Confirmation that the National Asset Management Agency (NAMA) is about to sell its final batch of hotel portfolios has prompted one Irish property expert to predict that 2015 will see hotel values reach a pre-recession high.
“Hotel trading and the tourism market as a whole has improved significantly throughout 2014 and this momentum is forecast to continue throughout next year,” said Kirsty Rothwell, head of hotel solutions at DTZ Sherry FitzGerald, Ireland’s largest commercial property advisor.
“In key tourist regions, particularly Dublin, the supply of existing hotels is limited, with low levels of new development in the pipeline,” she added. “Demand for hotels has also notably risen during the past year, both from Irish and international investors with foreign buyers continuing to dominate the market.”

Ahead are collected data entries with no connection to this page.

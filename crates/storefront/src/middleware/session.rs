//! Session middleware configuration.
//!
//! Sets up in-memory sessions using tower-sessions. The cart is the only
//! session payload: the cookie expires with the browsing session and the
//! store is not persisted across restarts.

use tower_sessions::{Expiry, MemoryStore, SessionManagerLayer};

use crate::config::StorefrontConfig;

/// Session cookie name.
pub const SESSION_COOKIE_NAME: &str = "mercadito_session";

/// Create the session layer with an in-memory store.
#[must_use]
pub fn create_session_layer(config: &StorefrontConfig) -> SessionManagerLayer<MemoryStore> {
    let store = MemoryStore::default();

    // Secure cookies only when actually served over HTTPS
    let is_secure = config.base_url.starts_with("https://");

    SessionManagerLayer::new(store)
        .with_name(SESSION_COOKIE_NAME)
        .with_expiry(Expiry::OnSessionEnd)
        .with_secure(is_secure)
        .with_same_site(tower_sessions::cookie::SameSite::Lax)
        .with_http_only(true)
        .with_path("/")
}
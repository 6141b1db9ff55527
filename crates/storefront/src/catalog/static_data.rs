//! Hand-authored catalog used by the static backend.

use rust_decimal::Decimal;

use mercadito_core::{Product, ProductId};

/// The fixed product table.
///
/// `p2` is seeded sold out so the disabled detail view stays reachable
/// without a remote source.
pub fn products() -> Vec<Product> {
    vec![
        Product {
            id: ProductId::new("p1"),
            name: "Café de Especialidad".to_string(),
            price: Decimal::new(25000, 2),
            stock: 15,
            image: "https://images.unsplash.com/photo-1559056199-641a0ac8b55e?w=500".to_string(),
        },
        Product {
            id: ProductId::new("p2"),
            name: "Taza de Cerámica".to_string(),
            price: Decimal::new(12000, 2),
            stock: 0,
            image: "https://images.unsplash.com/photo-1514228742587-6b1558fcca3d?w=500".to_string(),
        },
        Product {
            id: ProductId::new("p3"),
            name: "Molino Manual".to_string(),
            price: Decimal::new(45000, 2),
            stock: 5,
            image: "https://images.unsplash.com/photo-1585445490387-f47934b73b54?w=500".to_string(),
        },
    ]
}
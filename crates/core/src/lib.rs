//! Mercadito Core - Shared types library.
//!
//! This crate provides the domain types used by the storefront binary:
//! products, cart snapshots, and price formatting.
//!
//! # Architecture
//!
//! The core crate contains only types - no I/O, no HTTP, no session
//! machinery. Catalog loading and request handling live in the
//! `storefront` crate.

#![cfg_attr(not(test), forbid(unsafe_code))]

pub mod types;

pub use types::*;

In the year to the end of September, 63 per cent of all hotel property sales went to overseas buyers. Breaking down that share, 92 per cent of the foreign spend were based in the United States. European buyers accounted for four per cent, with just three per cent coming from Asia.
“Foreign buyers remain motivated by the potential to capitalise on poorer performing properties coupled with the improved tourism sector in the country,” said FitzGerald, adding that; “Both Irish investors independently and Irish investors partnered with international capital are increasingly active in taking on assets”.
Describing this year’s hotel sector activity as “exceptionally strong” she said the number of 2014 deals had accelerated with each passing quarter, resulting in a total of 43 hotels sales during the first nine months collectively worth almost €441m (£351m) — exceeding the whole of 2013.
The most significant hotel transaction of the year was the €120m (£95.5m) sale of The Shelbourne in Dublin to international real estate investment and fund manager Kennedy Wilson.
FitzGerald went on to say: “Activity is expected to remain strong in the final quarter, with the total volume of asset transactions anticipated to exceed €650m (£517m) , enticed by the Capital Gains Tax incentive which is due to expire at year end.”
In terms of location, Dublin accounted for the largest proportion of hotel spend in the nine month period, approximately 73 per cent across 10 hotels. Outside Dublin activity was strongest in the south west and east, accounting for nine per cent, and the midlands region with seven per cent.
Supply levels have improved consistently over 2014 and are expected to improve further in 2015, she said, boosted by NAMA’s announcement that it was readying its final hotel portfolios on the market in 2015.